When I was growing up, there was a strict line between work and life. Every morning, my dad downed a bowl of cereal and a cup of coffee and drove his Chevy Impala from our home in North Arlington, N.J., to the eyeglass factory in Newark, where he worked.
Until 4:30pm, when he headed home, he never set foot outside of Victory Opticals premises — not to run an errand or grab lunch with friends, and certainly not to take a walk or to work out at the gym.
Over the past couple of decades, a new way of working and a new kind of workplace have evolved. It began in Silicon Valley, where companies ceded a certain degree of autonomy to knowledge workers, recognising that too much rigidity could stifle creative output. Khakis and shirtsleeves replaced gray flannel suits. And 9 to 5 sometimes became 9 to 9 or 11 to 1 in the morning. But the time was broken up by espresso runs and bike rides, or ultimate Frisbee games during lunch.
The trend has spread to the point that our lifestyles and our work styles are becoming increasingly blurred. Although my factory-worker father might not have believed it, those people you see hunched over their laptops in coffee shops and thumbing instant messages on their BlackBerrys as they walk through the park are actually working.

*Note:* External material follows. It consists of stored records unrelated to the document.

//! In-memory read-model source for testing.

use std::collections::{HashMap, HashSet};
use std::sync::{Arc, Mutex};
use std::time::Duration;

use async_trait::async_trait;
use survivor_core::{Adventurer, Battle, Beast, Discovery, DiscoveryType, Item};

use crate::queries::{QueryData, QueryKind, QueryRequest};
use crate::source::{ReadModelSource, SourceError};

#[derive(Default)]
struct MockState {
    adventurers: Vec<Adventurer>,
    items: Vec<Item>,
    discoveries: Vec<Discovery>,
    beasts: Vec<Beast>,
    battles: Vec<Battle>,
    failing: HashSet<QueryKind>,
    fetches: HashMap<QueryKind, usize>,
    delay: Option<Duration>,
}

/// Read-model source answering from in-memory records.
///
/// Filters and ordering mirror the indexer queries: the newest beast
/// discovery first, battles newest first. Later pushes count as newer when
/// timestamps tie.
#[derive(Clone, Default)]
pub struct MockSource {
    state: Arc<Mutex<MockState>>,
}

impl MockSource {
    pub fn new() -> Self {
        Self::default()
    }

    /// Insert or replace the adventurer with the same id.
    pub fn set_adventurer(&self, adventurer: Adventurer) {
        let mut state = self.state.lock().unwrap();
        state.adventurers.retain(|a| a.id != adventurer.id);
        state.adventurers.push(adventurer);
    }

    /// Apply `f` to a stored adventurer.
    pub fn update_adventurer(&self, id: u64, f: impl FnOnce(&mut Adventurer)) -> bool {
        let mut state = self.state.lock().unwrap();
        match state.adventurers.iter_mut().find(|a| a.id == id) {
            Some(adventurer) => {
                f(adventurer);
                true
            }
            None => false,
        }
    }

    pub fn adventurer(&self, id: u64) -> Option<Adventurer> {
        let state = self.state.lock().unwrap();
        state.adventurers.iter().find(|a| a.id == id).cloned()
    }

    pub fn set_items(&self, items: Vec<Item>) {
        self.state.lock().unwrap().items = items;
    }

    pub fn push_discovery(&self, discovery: Discovery) {
        self.state.lock().unwrap().discoveries.push(discovery);
    }

    /// Insert or replace the beast with the same id.
    pub fn set_beast(&self, beast: Beast) {
        let mut state = self.state.lock().unwrap();
        state.beasts.retain(|b| b.id != beast.id);
        state.beasts.push(beast);
    }

    pub fn beast(&self, id: u64) -> Option<Beast> {
        let state = self.state.lock().unwrap();
        state.beasts.iter().find(|b| b.id == id).cloned()
    }

    pub fn push_battle(&self, battle: Battle) {
        self.state.lock().unwrap().battles.push(battle);
    }

    /// Make every fetch of `kind` fail until [`MockSource::recover`].
    pub fn fail(&self, kind: QueryKind) {
        self.state.lock().unwrap().failing.insert(kind);
    }

    pub fn recover(&self, kind: QueryKind) {
        self.state.lock().unwrap().failing.remove(&kind);
    }

    /// Delay every response by `delay`.
    pub fn set_delay(&self, delay: Duration) {
        self.state.lock().unwrap().delay = Some(delay);
    }

    pub fn fetch_count(&self, kind: QueryKind) -> usize {
        let state = self.state.lock().unwrap();
        state.fetches.get(&kind).copied().unwrap_or(0)
    }

    pub fn total_fetches(&self) -> usize {
        self.state.lock().unwrap().fetches.values().sum()
    }

    fn answer(&self, request: &QueryRequest) -> Result<QueryData, SourceError> {
        let state = self.state.lock().unwrap();
        if state.failing.contains(&request.kind()) {
            return Err(SourceError::Network(format!(
                "{} unavailable",
                request.kind()
            )));
        }

        let data = match *request {
            QueryRequest::AdventurerById { adventurer_id } => QueryData::Adventurers(
                state
                    .adventurers
                    .iter()
                    .filter(|a| a.id == adventurer_id)
                    .cloned()
                    .collect(),
            ),
            QueryRequest::ItemsByAdventurer { adventurer_id } => QueryData::Items(
                state
                    .items
                    .iter()
                    .filter(|i| i.equipped_adventurer_id == Some(adventurer_id))
                    .cloned()
                    .collect(),
            ),
            QueryRequest::LastBeastDiscovery { adventurer_id } => {
                // Later pushes count as newer when timestamps tie.
                let newest = state
                    .discoveries
                    .iter()
                    .enumerate()
                    .filter(|(_, d)| {
                        d.adventurer_id == adventurer_id
                            && d.discovery_type == DiscoveryType::Beast
                    })
                    .max_by_key(|(index, d)| (d.timestamp, *index))
                    .map(|(_, d)| d.clone());
                QueryData::Discoveries(newest.into_iter().collect())
            }
            QueryRequest::BeastById { beast_id } => QueryData::Beasts(
                state
                    .beasts
                    .iter()
                    .filter(|b| b.id == beast_id)
                    .cloned()
                    .collect(),
            ),
            QueryRequest::BattlesByBeast {
                adventurer_id,
                beast_id,
            } => {
                let mut battles: Vec<(usize, Battle)> = state
                    .battles
                    .iter()
                    .filter(|b| b.adventurer_id == adventurer_id && b.beast_id == beast_id)
                    .cloned()
                    .enumerate()
                    .collect();
                battles.sort_by_key(|(index, b)| std::cmp::Reverse((b.timestamp, *index)));
                QueryData::Battles(battles.into_iter().map(|(_, b)| b).collect())
            }
            QueryRequest::LatestDiscovery { adventurer_id } => {
                let newest = state
                    .discoveries
                    .iter()
                    .enumerate()
                    .filter(|(_, d)| d.adventurer_id == adventurer_id)
                    .max_by_key(|(index, d)| (d.timestamp, *index))
                    .map(|(_, d)| d.clone());
                QueryData::Discoveries(newest.into_iter().collect())
            }
            QueryRequest::LastBattle { adventurer_id } => {
                let newest = state
                    .battles
                    .iter()
                    .enumerate()
                    .filter(|(_, b)| b.adventurer_id == adventurer_id)
                    .max_by_key(|(index, b)| (b.timestamp, *index))
                    .map(|(_, b)| b.clone());
                QueryData::Battles(newest.into_iter().collect())
            }
        };
        Ok(data)
    }
}

#[async_trait]
impl ReadModelSource for MockSource {
    async fn fetch(&self, request: &QueryRequest) -> Result<QueryData, SourceError> {
        let delay = {
            let mut state = self.state.lock().unwrap();
            *state.fetches.entry(request.kind()).or_insert(0) += 1;
            state.delay
        };
        if let Some(delay) = delay {
            tokio::time::sleep(delay).await;
        }
        self.answer(request)
    }
}

#[cfg(test)]
mod tests {
    use super::*;

    #[tokio::test]
    async fn newest_beast_discovery_wins() {
        let source = MockSource::new();
        for (entity, kind) in [
            (3, DiscoveryType::Beast),
            (4, DiscoveryType::Beast),
            (5, DiscoveryType::Item),
        ] {
            source.push_discovery(Discovery {
                adventurer_id: 1,
                discovery_type: kind,
                entity_id: Some(entity),
                timestamp: None,
            });
        }

        let data = source
            .fetch(&QueryRequest::LastBeastDiscovery { adventurer_id: 1 })
            .await
            .unwrap();
        match data {
            QueryData::Discoveries(found) => assert_eq!(found[0].beast_id(), Some(4)),
            other => panic!("unexpected {other:?}"),
        }
    }

    #[tokio::test]
    async fn latest_activity_ignores_type_and_beast() {
        let source = MockSource::new();
        source.push_discovery(Discovery {
            adventurer_id: 1,
            discovery_type: DiscoveryType::Beast,
            entity_id: Some(3),
            timestamp: None,
        });
        source.push_discovery(Discovery {
            adventurer_id: 1,
            discovery_type: DiscoveryType::Obstacle,
            entity_id: Some(9),
            timestamp: None,
        });
        source.push_battle(Battle {
            adventurer_id: 1,
            beast_id: 3,
            ..Battle::default()
        });
        source.push_battle(Battle {
            adventurer_id: 1,
            beast_id: 4,
            damage: 6,
            ..Battle::default()
        });

        let latest = source
            .fetch(&QueryRequest::LatestDiscovery { adventurer_id: 1 })
            .await
            .unwrap();
        match latest {
            QueryData::Discoveries(found) => {
                assert_eq!(found.len(), 1);
                assert_eq!(found[0].discovery_type, DiscoveryType::Obstacle);
            }
            other => panic!("unexpected {other:?}"),
        }

        let last = source
            .fetch(&QueryRequest::LastBattle { adventurer_id: 1 })
            .await
            .unwrap();
        match last {
            QueryData::Battles(battles) => {
                assert_eq!(battles.len(), 1);
                assert_eq!(battles[0].beast_id, 4);
            }
            other => panic!("unexpected {other:?}"),
        }
    }

    #[tokio::test]
    async fn failing_kind_errors_until_recovered() {
        let source = MockSource::new();
        source.fail(QueryKind::BeastById);
        let request = QueryRequest::BeastById { beast_id: 1 };

        assert!(source.fetch(&request).await.is_err());
        source.recover(QueryKind::BeastById);
        assert!(source.fetch(&request).await.is_ok());
        assert_eq!(source.fetch_count(QueryKind::BeastById), 2);
    }
}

This new way of work has given rise to what sociologist Ray Oldenburg calls third places — the Starbucks where we go not just to drink coffee but also to send an e-mail; the hotel lobby where we take a meeting; or the local library where we write a report, edit a document or revise a business plan.
Increasingly, places are supplanting plants — corporate headquarters and factories — as the principal social and economic organising units of our time. There are several reasons for this.
People used to follow the jobs; they moved where the company sent them. But today, people often pick a place to live first and then look for work. Today, it may be where we live, rather than whos employing us at the moment, that attaches us to our work and careers.
There used to be a saying in Silicon Valley that you could change jobs without having to change your parking lot. Urban workers today simply switch subway stops or take a different bike path when they get a new job. Especially in tough times, it makes more sense to choose a big city, with its thick labour markets and greater economic opportunities, over a single company.
Certain cities offer specialised career opportunities: Silicon Valley is the place to be if youre a techie, Los Angeles if youre an aspiring actor or director, Nashville for music. Other cities are more diverse and offer a wide range of vocations to try out.
One young man told me he moved to Washington, D.C., after college because he wanted to explore as many of his interests as he could before committing himself to just one. In Washington, he could work for a research organisation or a journal, a nonprofit or an N.G.., or perhaps for the State Department. Or he could go to graduate school.
As it happened, this man's indie rock band took off. Washingtons club scene, filled with young people with disposable income, provided the perfect launching pad for a career in music.
Despite the hits that Wall Street and the news media have taken, New York remains the centre of a diverse and entrepreneurial economy. And regional hubs like Chicago have been sucking up a huge share of the talent and opportunities that were once dispersed throughout surrounding cities and towns.
The metabolic rate of living organisms tends to slow as they increase in size. But cities can achieve a faster rate of urban metabolism as they grow, leading to more innovation, economic growth and improved living standards. Clearly, major cities have a great advantage as this new way of working takes hold. So what can smaller cities and towns do to retain their viability?
All successful revitalisation efforts focus on upgrading existing local assets — developing better ties among colleges, universities and communities, strengthening business districts, upgrading parks and open spaces, preserving and reusing old buildings and supporting local art and music.
Such communities are rich in resources for working, learning and simply enjoying life. They are places where people can prosper in their careers while achieving higher levels of well-being.
Mass migration from farms to urban centres generated new prosperity after the Long Depression of 1873-79. The expanding suburbs underpinned the great economic boom of the 1950s and 60s. We are now at the cusp of another such far-reaching movement — with the magnetic pull of urban centers strengthening our economy and leading to a more seamless blending of work and life.